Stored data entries

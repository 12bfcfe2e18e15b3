//! Append-only text record of every distribution sent from this machine.

use crate::user_settings::settings_dir;
use anyhow::{Context, Result};
use chrono::{DateTime, SecondsFormat, Utc};
use std::fs::{self, OpenOptions};
use std::io::Write;
use std::path::{Path, PathBuf};

const LOG_FILE: &str = "operation_log.txt";

fn log_path() -> PathBuf {
    settings_dir().unwrap_or_else(|| PathBuf::from(".")).join(LOG_FILE)
}

pub fn log_file_path() -> String {
    log_path().display().to_string()
}

fn render(at: DateTime<Utc>, operation: &str, chain_id: u64, details: &str) -> String {
    let mut out = format!(
        "[{}] chain_id={} operation={}\n",
        at.to_rfc3339_opts(SecondsFormat::Secs, true),
        chain_id,
        operation
    );
    let body: Vec<&str> = details.lines().filter(|l| !l.trim().is_empty()).collect();
    if body.is_empty() {
        out.push_str("  (no additional details)\n");
    }
    for line in body {
        out.push_str("  ");
        out.push_str(line);
        out.push('\n');
    }
    out.push('\n');
    out
}

fn append_to(path: &Path, entry: &str) -> Result<()> {
    if let Some(dir) = path.parent() {
        fs::create_dir_all(dir).with_context(|| format!("creating {}", dir.display()))?;
    }
    let mut file = OpenOptions::new()
        .create(true)
        .append(true)
        .open(path)
        .with_context(|| format!("opening {}", path.display()))?;
    file.write_all(entry.as_bytes())?;
    Ok(())
}

/// One entry: a timestamped header and the details indented beneath it
pub fn append_log(operation: &str, chain_id: u64, details: impl AsRef<str>) -> Result<()> {
    append_to(&log_path(), &render(Utc::now(), operation, chain_id, details.as_ref()))
}

#[cfg(test)]
mod tests {
    use super::*;
    use chrono::TimeZone;

    #[test]
    fn test_entry_indents_details_and_drops_blank_lines() {
        let at = Utc.with_ymd_and_hms(2024, 1, 1, 0, 0, 0).unwrap();
        let entry = render(at, "Multisend", 1, "mode=Native\n\nresult=confirmed");
        assert_eq!(
            entry,
            "[2024-01-01T00:00:00Z] chain_id=1 operation=Multisend\n  mode=Native\n  result=confirmed\n\n"
        );
    }

    #[test]
    fn test_entry_without_details() {
        let entry = render(Utc::now(), "Multisend", 5, "  ");
        assert!(entry.contains("(no additional details)"));
    }

    #[test]
    fn test_entries_accumulate() {
        let path = std::env::temp_dir().join(format!("multisend-log-{}.txt", std::process::id()));
        let _ = fs::remove_file(&path);
        append_to(&path, "first\n").unwrap();
        append_to(&path, "second\n").unwrap();
        assert_eq!(fs::read_to_string(&path).unwrap(), "first\nsecond\n");
        let _ = fs::remove_file(&path);
    }
}
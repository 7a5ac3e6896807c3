//! Holds the present marking of one net and fires transitions against it.
use std::sync::Arc;

use crate::engine::observer::{Change, ChangeCause, Observer, ObserverId, ObserverList};
use crate::net::{FireError, Marking, ModelError, Net, TransitionId};

/// Gates firing through the net's enablement rule and publishes every successful fire.
#[derive(Debug)]
pub struct Controller {
    net: Arc<Net>,
    marking: Marking,
    observers: ObserverList,
}

impl Controller {
    pub fn new(net: Arc<Net>, marking: Marking) -> Result<Self, ModelError> {
        net.check_marking(&marking)?;
        Ok(Self {
            net,
            marking,
            observers: ObserverList::new(),
        })
    }

    pub fn net(&self) -> &Arc<Net> {
        &self.net
    }

    pub fn marking(&self) -> &Marking {
        &self.marking
    }

    pub fn subscribe<O>(&mut self, observer: O) -> ObserverId
    where
        O: Observer + Send + 'static,
    {
        self.observers.subscribe(observer)
    }

    pub fn unsubscribe(&mut self, id: ObserverId) -> bool {
        self.observers.unsubscribe(id)
    }

    pub fn is_fireable(&self, transition: TransitionId) -> bool {
        self.net.is_enabled(&self.marking, transition)
    }

    /// Fires `transition` and returns the new marking.
    ///
    /// On error the present marking is unchanged and no observer is notified.
    pub fn fire(&mut self, transition: TransitionId) -> Result<&Marking, FireError> {
        let next = self.net.fire(&self.marking, transition).inspect_err(|err| {
            log::debug!("rejected fire of {transition:?}: {err}");
        })?;
        self.marking = next;
        log::debug!(
            "fired `{}`, marking is now {:?}",
            self.net.transition_name(transition),
            self.marking
        );
        self.observers.notify(&Change {
            marking: &self.marking,
            transition: Some(transition),
            cause: ChangeCause::Fire,
        });
        Ok(&self.marking)
    }

    pub fn fire_by_name(&mut self, name: &str) -> Result<&Marking, FireError> {
        let transition = self.net.resolve_transition(name)?;
        self.fire(transition)
    }

    /// Replaces the present marking without notifying, e.g. when history moves the cursor.
    pub(crate) fn replace_marking(&mut self, marking: Marking) {
        self.marking = marking;
    }
}
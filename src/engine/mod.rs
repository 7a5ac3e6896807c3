//! Stepping a net forward and backward: controller, history and the session tying them together.

pub mod controller;
pub mod history;
pub mod observer;
pub mod session;

pub use controller::Controller;
pub use history::{History, HistoryEntry};
pub use observer::{Change, ChangeCause, LogObserver, Observer, ObserverId, ObserverList};
pub use session::{Session, SharedSession};
use std::fmt;

use serde::{Deserialize, Serialize};

use crate::net::index_vec::Idx;

macro_rules! define_id {
    ($name:ident, $prefix:literal) => {
        /// Dense index into a [`Net`](crate::net::Net); only meaningful for the net that issued it.
        #[derive(Clone, Copy, PartialEq, Eq, PartialOrd, Ord, Hash, Serialize, Deserialize)]
        #[repr(transparent)]
        pub struct $name(pub u32);

        impl $name {
            pub const fn new(raw: u32) -> Self {
                Self(raw)
            }

            pub const fn raw(self) -> u32 {
                self.0
            }
        }

        impl fmt::Debug for $name {
            fn fmt(&self, f: &mut fmt::Formatter<'_>) -> fmt::Result {
                write!(f, "{}{}", $prefix, self.0)
            }
        }

        impl Idx for $name {
            fn index(self) -> usize {
                self.0 as usize
            }

            fn from_usize(idx: usize) -> Self {
                debug_assert!(idx <= u32::MAX as usize);
                Self(idx as u32)
            }
        }
    };
}

define_id!(PlaceId, "p#");
define_id!(TransitionId, "t#");
//! Linear undo/redo log of markings.
//!
//! Entry 0 holds the initial marking and no transition; entry `i > 0` holds the marking
//! produced by firing `entries[i].transition` from entry `i - 1`. The cursor selects the
//! present entry. Recording after an undo first drops everything past the cursor.
use crate::net::{Marking, TransitionId};

#[derive(Debug, Clone, PartialEq, Eq)]
pub struct HistoryEntry {
    pub marking: Marking,
    pub transition: Option<TransitionId>,
}

#[derive(Debug, Clone)]
pub struct History {
    entries: Vec<HistoryEntry>,
    cursor: usize,
    limit: Option<usize>,
}

impl History {
    /// Unbounded history starting at `initial`.
    pub fn new(initial: Marking) -> Self {
        Self::with_limit(initial, None)
    }

    /// History that keeps at most `limit` entries (at least one is always kept).
    ///
    /// When a record exceeds the limit the oldest entries are dropped and the oldest
    /// survivor becomes the new starting point, losing its transition.
    pub fn with_limit(initial: Marking, limit: Option<usize>) -> Self {
        let mut history = Self {
            entries: Vec::new(),
            cursor: 0,
            limit: limit.map(|l| l.max(1)),
        };
        history.init(initial);
        history
    }

    /// Clears the log down to a single entry holding `marking`.
    pub fn init(&mut self, marking: Marking) {
        self.entries.clear();
        self.entries.push(HistoryEntry {
            marking,
            transition: None,
        });
        self.cursor = 0;
    }

    /// Appends the result of firing `transition`, discarding any redo tail.
    pub fn record_fire(&mut self, marking: Marking, transition: TransitionId) {
        let discarded = self.entries.len() - (self.cursor + 1);
        if discarded > 0 {
            log::debug!("discarding {discarded} redo entries");
            self.entries.truncate(self.cursor + 1);
        }
        self.entries.push(HistoryEntry {
            marking,
            transition: Some(transition),
        });
        self.cursor = self.entries.len() - 1;
        self.enforce_limit();
    }

    fn enforce_limit(&mut self) {
        let Some(limit) = self.limit else {
            return;
        };
        if self.entries.len() <= limit {
            return;
        }
        let excess = self.entries.len() - limit;
        log::warn!("history limit {limit} reached, evicting {excess} oldest entries");
        self.entries.drain(..excess);
        self.entries[0].transition = None;
        self.cursor -= excess;
    }

    pub fn current(&self) -> &Marking {
        &self.entries[self.cursor].marking
    }

    pub fn current_entry(&self) -> &HistoryEntry {
        &self.entries[self.cursor]
    }

    /// Transitions that lead from entry 0 to the present, in firing order.
    pub fn sequence(&self) -> Vec<TransitionId> {
        self.entries[1..=self.cursor]
            .iter()
            .filter_map(|entry| entry.transition)
            .collect()
    }

    pub fn can_undo(&self) -> bool {
        self.cursor > 0
    }

    pub fn can_redo(&self) -> bool {
        self.cursor + 1 < self.entries.len()
    }

    /// Steps back one entry. Returns false, doing nothing, at the start.
    pub fn undo(&mut self) -> bool {
        if !self.can_undo() {
            return false;
        }
        self.cursor -= 1;
        true
    }

    /// Steps forward one entry. Returns false, doing nothing, at the end.
    pub fn redo(&mut self) -> bool {
        if !self.can_redo() {
            return false;
        }
        self.cursor += 1;
        true
    }

    pub fn cursor(&self) -> usize {
        self.cursor
    }

    pub fn len(&self) -> usize {
        self.entries.len()
    }

    pub fn is_empty(&self) -> bool {
        self.entries.is_empty()
    }

    pub fn limit(&self) -> Option<usize> {
        self.limit
    }

    pub fn entries(&self) -> &[HistoryEntry] {
        &self.entries
    }
}
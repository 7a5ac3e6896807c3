//! Sparse arc tables: one column of `(place, value)` entries per transition.
use std::fmt;

use serde::{Deserialize, Serialize};
use smallvec::SmallVec;

use crate::net::ids::{PlaceId, TransitionId};
use crate::net::index_vec::IndexVec;
use crate::net::structure::Weight;

type SmallColumn<T> = SmallVec<[T; 4]>;

/// Weighted arcs between places and transitions (either the pre or the post set).
///
/// Entries in a column keep the order they were added in, so iteration is deterministic.
/// A place appears at most once per column.
#[derive(Clone, Default, PartialEq, Eq, Hash, Serialize, Deserialize)]
pub struct Incidence {
    columns: IndexVec<TransitionId, SmallColumn<(PlaceId, Weight)>>,
}

impl Incidence {
    pub fn new() -> Self {
        Self::default()
    }

    /// Appends an empty column and returns the transition it belongs to.
    pub fn push_transition(&mut self) -> TransitionId {
        self.columns.push(SmallColumn::new())
    }

    /// Adds `weight` to the arc `(place, transition)`, creating it if absent.
    pub fn add(&mut self, place: PlaceId, transition: TransitionId, weight: Weight) {
        let column = &mut self.columns[transition];
        match column.iter_mut().find(|(p, _)| *p == place) {
            Some((_, existing)) => *existing += weight,
            None => column.push((place, weight)),
        }
    }

    /// Weight of the arc `(place, transition)`, zero when there is none.
    pub fn get(&self, place: PlaceId, transition: TransitionId) -> Weight {
        self.column(transition)
            .iter()
            .find(|(p, _)| *p == place)
            .map_or(0, |(_, w)| *w)
    }

    pub fn column(&self, transition: TransitionId) -> &[(PlaceId, Weight)] {
        self.columns.get(transition).map(|c| c.as_slice()).unwrap_or_default()
    }
}

impl fmt::Debug for Incidence {
    fn fmt(&self, f: &mut fmt::Formatter<'_>) -> fmt::Result {
        f.debug_map()
            .entries(self.columns.iter_enumerated())
            .finish()
    }
}

/// Inhibitor arcs: for each transition, the places that must be empty.
#[derive(Clone, Default, PartialEq, Eq, Hash, Serialize, Deserialize)]
pub struct InhibitorIncidence {
    columns: IndexVec<TransitionId, SmallColumn<PlaceId>>,
}

impl InhibitorIncidence {
    pub fn new() -> Self {
        Self::default()
    }

    pub fn push_transition(&mut self) -> TransitionId {
        self.columns.push(SmallColumn::new())
    }

    /// Marks `place` as inhibiting `transition`. Repeated inserts are ignored.
    pub fn insert(&mut self, place: PlaceId, transition: TransitionId) {
        let column = &mut self.columns[transition];
        if !column.contains(&place) {
            column.push(place);
        }
    }

    pub fn contains(&self, place: PlaceId, transition: TransitionId) -> bool {
        self.column(transition).contains(&place)
    }

    pub fn column(&self, transition: TransitionId) -> &[PlaceId] {
        self.columns.get(transition).map(|c| c.as_slice()).unwrap_or_default()
    }
}

impl fmt::Debug for InhibitorIncidence {
    fn fmt(&self, f: &mut fmt::Formatter<'_>) -> fmt::Result {
        f.debug_map()
            .entries(self.columns.iter_enumerated())
            .finish()
    }
}
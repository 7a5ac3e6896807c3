use std::io::{self, BufRead};
use std::sync::Arc;

use anyhow::{Context, Result, anyhow};
use log::debug;

use petri_stepper::config::PnConfig;
use petri_stepper::engine::{Change, LogObserver, ObserverList, Session};
use petri_stepper::net::{self, MarkingDescription, Net, NetDescription};
use petri_stepper::options::{Options, Step};

fn main() {
    if std::env::var("PN_LOG").is_ok() {
        let e = env_logger::Env::new()
            .filter("PN_LOG")
            .write_style("PN_LOG_STYLE");
        env_logger::init_from_env(e);
    }

    let args = std::env::args().skip(1).collect::<Vec<_>>();
    let options = if args.is_empty() {
        Options::parse_from_str(&std::env::var("PN_FLAGS").unwrap_or_default())
    } else {
        Options::parse_from_args(&args)
    };
    let options = match options {
        Ok(options) => options,
        Err(err) => {
            eprintln!("{err}");
            std::process::exit(2);
        }
    };
    debug!("PN options: {:?}", options);

    if let Err(err) = run(&options) {
        eprintln!("error: {err:#}");
        std::process::exit(1);
    }
}

fn run(options: &Options) -> Result<()> {
    let config = PnConfig::load_from_file(&options.config)?;
    let format = options.format.unwrap_or(config.format);

    let desc: NetDescription = net::io::read(&options.net, format)
        .with_context(|| format!("Failed to read net description: {:?}", options.net))?;
    let net = Arc::new(
        Net::from_description(&desc)
            .with_context(|| format!("Invalid net in {:?}", options.net))?,
    );

    let initial_desc: MarkingDescription = match &options.marking {
        Some(path) => net::io::read(path, format)
            .with_context(|| format!("Failed to read marking: {:?}", path))?,
        None => desc.state.clone().unwrap_or_default(),
    };
    let initial = net.marking(&initial_desc).context("Invalid initial marking")?;

    let mut observers = ObserverList::new();
    if config.log_transitions {
        observers.subscribe(LogObserver::new(Arc::clone(&net)));
    }
    {
        let net = Arc::clone(&net);
        observers.subscribe(move |change: &Change<'_>| {
            println!("{:?}: {}", change.cause, render_marking(&net, change));
        });
    }

    let mut session =
        Session::with_observers(Arc::clone(&net), initial.clone(), config.history_limit, observers)?;
    if config.show_enabled {
        print_enabled(&session);
    }

    match &options.script {
        Some(script) => {
            let steps = Step::parse_line(script).map_err(|err| anyhow!("{err}"))?;
            for step in steps {
                if !execute(&mut session, &config, &initial, step)? {
                    break;
                }
            }
        }
        None => {
            for line in io::stdin().lock().lines() {
                let line = line.context("Failed to read stdin")?;
                let steps = match Step::parse_line(&line) {
                    Ok(steps) => steps,
                    Err(err) => {
                        eprintln!("error: {err}");
                        continue;
                    }
                };
                let mut keep_going = true;
                for step in steps {
                    keep_going = execute(&mut session, &config, &initial, step)?;
                    if !keep_going {
                        break;
                    }
                }
                if !keep_going {
                    break;
                }
            }
        }
    }
    Ok(())
}

/// Runs one step. Returns false when the user asked to stop.
fn execute(
    session: &mut Session,
    config: &PnConfig,
    initial: &net::Marking,
    step: Step,
) -> Result<bool> {
    match step {
        Step::Fire(name) => match session.fire_by_name(&name).map(|_| ()) {
            Ok(()) if config.show_enabled => print_enabled(session),
            Ok(()) => {}
            Err(err) => eprintln!("error: {err}"),
        },
        Step::Undo => {
            if !session.undo() {
                println!("nothing to undo");
            }
        }
        Step::Redo => {
            if !session.redo() {
                println!("nothing to redo");
            }
        }
        Step::Sequence => println!("sequence: [{}]", session.sequence_names().join(", ")),
        Step::Marking => {
            let marking = session.net().describe_marking(session.current());
            println!("marking: {:?}", marking);
        }
        Step::Enabled => print_enabled(session),
        Step::Reset => session.reset(initial.clone())?,
        Step::Quit => return Ok(false),
    }
    Ok(true)
}

fn render_marking(net: &Net, change: &Change<'_>) -> String {
    let marking = net.describe_marking(change.marking);
    match change.transition {
        Some(t) => format!("{} -> {:?}", net.transition_name(t), marking),
        None => format!("{:?}", marking),
    }
}

fn print_enabled(session: &Session) {
    let names = session
        .enabled_transitions()
        .into_iter()
        .map(|t| session.net().transition_name(t))
        .collect::<Vec<_>>();
    println!("enabled: [{}]", names.join(", "));
}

• WORK ORDER: Take the entries above and copy out all lines with the string "const".

• EXERCISE OUTPUT:
const LOG_FILE: &str = "operation_log.txt";
            pub const fn new(raw: u32) -> Self {
            pub const fn raw(self) -> u32 {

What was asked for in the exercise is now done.